It turns out 2019 is the year of the tech IPO (initial public offering). Several high-profile U.S. technology companies have already become listed on stock exchanges and more are expected. What has received less attention is that four of the five top tech IPOs came from companies started by immigrants.
By Stuart Anderson
As of July 1, 2019, the five biggest tech IPOs this year have been Slack, CrowdStrike, Uber, Pinterest and Zoom, according to Computerworld UK. While the founders of Pinterest are native-born, the other four companies had at least one immigrant founder. This is remarkable, since U.S. immigration law does not make it easy for an immigrant to gain permanent residence (a green card) after starting a company. Immigrant founders usually first gained permanent residence after entering as a refugee, or being sponsored by an employer or family member.
Slack Technologies, with over 1,000 employees, had three immigrant co-founders, Stewart Butterfield (Canada), Serguei Mourachov (Russia) and Cal Henderson (U.K.). Butterfield serves as CEO and Henderson is the CTO (chief technology officer). Slack, which allows employees in a company to communicate via instant-messaging software, closed almost 50% higher on its first day on the New York Stock Exchange after a direct listing, which is a variation on a regular IPO. It has a market capitalization of more than $18 billion.

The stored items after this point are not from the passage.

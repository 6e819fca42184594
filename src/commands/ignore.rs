use crate::core::{
    command_init::CommandContext,
    error::{Result, SmoothError},
    runner::GitRunner,
};

/// Append `pattern` to .gitignore without saving
pub fn execute_ignore<R: GitRunner>(ctx: &CommandContext<R>, pattern: &str) -> Result<()> {
    let pattern = pattern.trim();
    if pattern.is_empty() {
        return Err(SmoothError::EmptyPattern);
    }

    ctx.app.add_to_ignore(pattern)?;
    ctx.printer
        .success(&format!("Added '{pattern}' to .gitignore"));
    ctx.printer.hint("  Save to keep this change");
    println!();
    Ok(())
}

Shares of the cybersecurity company CrowdStrike Holdings rose 71% from the initial share price on the first day of trading and the company’s outstanding shares have a market value of approximately $12.5 billion. The company employs 1,200 people and provides cloud-based cybersecurity to businesses increasingly concerned about cybersecurity threats. CrowdStrike gained considerable media attention after it investigated and concluded “two separate Russian intelligence-affiliated adversaries” were responsible for hacking the Democratic National Committee.